**PROBLEM TO SOLVE**
Report each line of the data that has "negative" somewhere in it.

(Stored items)
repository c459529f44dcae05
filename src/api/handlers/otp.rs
//! Email OTP endpoints.

use axum::{
    Json,
    extract::Extension,
    http::StatusCode,
    response::Response,
};
use serde::Deserialize;
use std::sync::Arc;
use utoipa::ToSchema;

use super::{ApiFailure, ApiResponse, failure, success};
use crate::api::Environment;
use crate::desk::{Desk, OtpIssued, OtpVerified};
use crate::error::Error;

#[derive(Debug, Deserialize, ToSchema)]
pub struct SendOtpRequest {
    #[serde(default)]
    pub email: String,
}

#[derive(Debug, Deserialize, ToSchema)]
pub struct VerifyOtpRequest {
    #[serde(default)]
    pub email: String,
    #[serde(default)]
    pub otp: String,
}

#[utoipa::path(
    post,
    path = "/api/send-email-otp",
    request_body = SendOtpRequest,
    responses(
        (status = 200, description = "Code sent", body = ApiResponse<OtpIssued>),
        (status = 400, description = "Invalid email", body = ApiFailure),
        (status = 409, description = "Email already registered", body = ApiFailure),
        (status = 429, description = "Too many requests", body = ApiFailure),
        (status = 502, description = "Email delivery failed", body = ApiFailure)
    ),
    tag = "otp"
)]
pub async fn send_email_otp(
    desk: Extension<Arc<Desk>>,
    environment: Extension<Environment>,
    payload: Option<Json<SendOtpRequest>>,
) -> Response {
    let Some(Json(request)) = payload else {
        return failure(
            &Error::InvalidInput("Email is required".to_string()),
            *environment,
        );
    };

    match desk.issue_otp(&request.email).await {
        Ok(issued) => success(StatusCode::OK, "OTP sent successfully to your email", issued),
        Err(err) => failure(&err, *environment),
    }
}

#[utoipa::path(
    post,
    path = "/api/verify-email-otp",
    request_body = VerifyOtpRequest,
    responses(
        (status = 200, description = "Email verified", body = ApiResponse<OtpVerified>),
        (status = 400, description = "Wrong, expired or missing code", body = ApiFailure),
        (status = 409, description = "Email already registered", body = ApiFailure)
    ),
    tag = "otp"
)]
pub async fn verify_email_otp(
    desk: Extension<Arc<Desk>>,
    environment: Extension<Environment>,
    payload: Option<Json<VerifyOtpRequest>>,
) -> Response {
    let Some(Json(request)) = payload else {
        return failure(
            &Error::InvalidInput("Email and OTP are required".to_string()),
            *environment,
        );
    };

    match desk.verify_otp(&request.email, &request.otp).await {
        Ok(verified) => success(StatusCode::OK, "Email verified successfully", verified),
        Err(err) => failure(&err, *environment),
    }
}
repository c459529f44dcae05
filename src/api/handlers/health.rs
use axum::{
    body::Body,
    extract::Extension,
    http::{HeaderMap, HeaderValue, Method, StatusCode},
    response::{IntoResponse, Json},
};
use serde::{Deserialize, Serialize};
use std::sync::Arc;
use tracing::{debug, error};
use utoipa::ToSchema;

use crate::GIT_COMMIT_HASH;
use crate::desk::Desk;

#[derive(ToSchema, Serialize, Deserialize, Debug)]
pub struct Health {
    commit: String,
    name: String,
    version: String,
    database: String,
}

#[utoipa::path(
    get,
    path = "/health",
    responses(
        (status = 200, description = "Storage is reachable", body = Health),
        (status = 503, description = "Storage is unreachable", body = Health)
    ),
    tag = "health"
)]
// axum handler for health
pub async fn health(method: Method, desk: Extension<Arc<Desk>>) -> impl IntoResponse {
    let result = desk.ping().await;
    if let Err(err) = &result {
        error!("Failed to ping storage: {}", err);
    }

    let health = Health {
        commit: GIT_COMMIT_HASH.to_string(),
        name: env!("CARGO_PKG_NAME").to_string(),
        version: env!("CARGO_PKG_VERSION").to_string(),
        database: if result.is_ok() {
            "ok".to_string()
        } else {
            "error".to_string()
        },
    };

    let body = if method == Method::GET {
        Json(&health).into_response()
    } else {
        Body::empty().into_response()
    };

    let short_hash = if health.commit.len() > 7 {
        &health.commit[0..7]
    } else {
        ""
    };

    let headers = format!("{}:{}:{}", health.name, health.version, short_hash)
        .parse::<HeaderValue>()
        .map(|x_app_header_value| {
            debug!("X-App header: {:?}", x_app_header_value);

            let mut headers = HeaderMap::new();
            headers.insert("X-App", x_app_header_value);
            headers
        })
        .map_err(|err| {
            error!("Failed to parse X-App header: {}", err);
        })
        .unwrap_or_else(|()| HeaderMap::new());

    if result.is_ok() {
        (StatusCode::OK, headers, body)
    } else {
        (StatusCode::SERVICE_UNAVAILABLE, headers, body)
    }
}
use clap::{Arg, ArgMatches, Command};

use crate::desk::RegistrationConfig;

pub const ARG_TICKET_PRICE: &str = "ticket-price";
pub const ARG_MAX_ATTACHMENT_BYTES: &str = "max-attachment-bytes";
pub const ARG_MAX_BANNER_BYTES: &str = "max-banner-bytes";
pub const ARG_TICKET_ID_ATTEMPTS: &str = "ticket-id-attempts";

#[derive(Debug, Clone, Copy)]
pub struct Options {
    pub price: i64,
    pub max_attachment_bytes: usize,
    pub max_banner_bytes: usize,
    pub ticket_id_attempts: u32,
}

impl Options {
    /// Parse registration arguments from matches.
    ///
    /// # Errors
    /// Returns an error if the ticket price is negative.
    pub fn parse(matches: &ArgMatches) -> anyhow::Result<Self> {
        let defaults = RegistrationConfig::new();
        let price = matches
            .get_one::<i64>(ARG_TICKET_PRICE)
            .copied()
            .unwrap_or(defaults.price());
        if price < 0 {
            anyhow::bail!("--{ARG_TICKET_PRICE} must not be negative");
        }

        Ok(Self {
            price,
            max_attachment_bytes: matches
                .get_one::<usize>(ARG_MAX_ATTACHMENT_BYTES)
                .copied()
                .unwrap_or(defaults.max_attachment_bytes()),
            max_banner_bytes: matches
                .get_one::<usize>(ARG_MAX_BANNER_BYTES)
                .copied()
                .unwrap_or(defaults.max_banner_bytes()),
            ticket_id_attempts: matches
                .get_one::<u32>(ARG_TICKET_ID_ATTEMPTS)
                .copied()
                .unwrap_or(defaults.ticket_id_attempts()),
        })
    }

    #[must_use]
    pub fn config(&self) -> RegistrationConfig {
        RegistrationConfig::new()
            .with_price(self.price)
            .with_max_attachment_bytes(self.max_attachment_bytes)
            .with_max_banner_bytes(self.max_banner_bytes)
            .with_ticket_id_attempts(self.ticket_id_attempts)
    }
}

#[must_use]
pub fn with_args(command: Command) -> Command {
    command
        .arg(
            Arg::new(ARG_TICKET_PRICE)
                .long(ARG_TICKET_PRICE)
                .help("Ticket price in rupees, counted as revenue on approval")
                .env("EVENTAZIA_TICKET_PRICE")
                .default_value("3000")
                .value_parser(clap::value_parser!(i64)),
        )
        .arg(
            Arg::new(ARG_MAX_ATTACHMENT_BYTES)
                .long(ARG_MAX_ATTACHMENT_BYTES)
                .help("Maximum bank slip size in bytes")
                .env("EVENTAZIA_MAX_ATTACHMENT_BYTES")
                .default_value("5242880")
                .value_parser(clap::value_parser!(usize)),
        )
        .arg(
            Arg::new(ARG_MAX_BANNER_BYTES)
                .long(ARG_MAX_BANNER_BYTES)
                .help("Maximum event banner size in bytes")
                .env("EVENTAZIA_MAX_BANNER_BYTES")
                .default_value("5242880")
                .value_parser(clap::value_parser!(usize)),
        )
        .arg(
            Arg::new(ARG_TICKET_ID_ATTEMPTS)
                .long(ARG_TICKET_ID_ATTEMPTS)
                .help("Ticket id draws before approval gives up")
                .env("EVENTAZIA_TICKET_ID_ATTEMPTS")
                .default_value("10")
                .value_parser(clap::value_parser!(u32)),
        )
}
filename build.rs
fn main() {
    built::write_built_file().expect("Failed to acquire build-time information");
}
use axum::response::IntoResponse;

use crate::APP_USER_AGENT;

// axum handler for /
pub async fn root() -> impl IntoResponse {
    format!("{APP_USER_AGENT}\nEventazia registration API\n")
}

**OUTPUT**
    /// Returns an error if the ticket price is negative.
            anyhow::bail!("--{ARG_TICKET_PRICE} must not be negative");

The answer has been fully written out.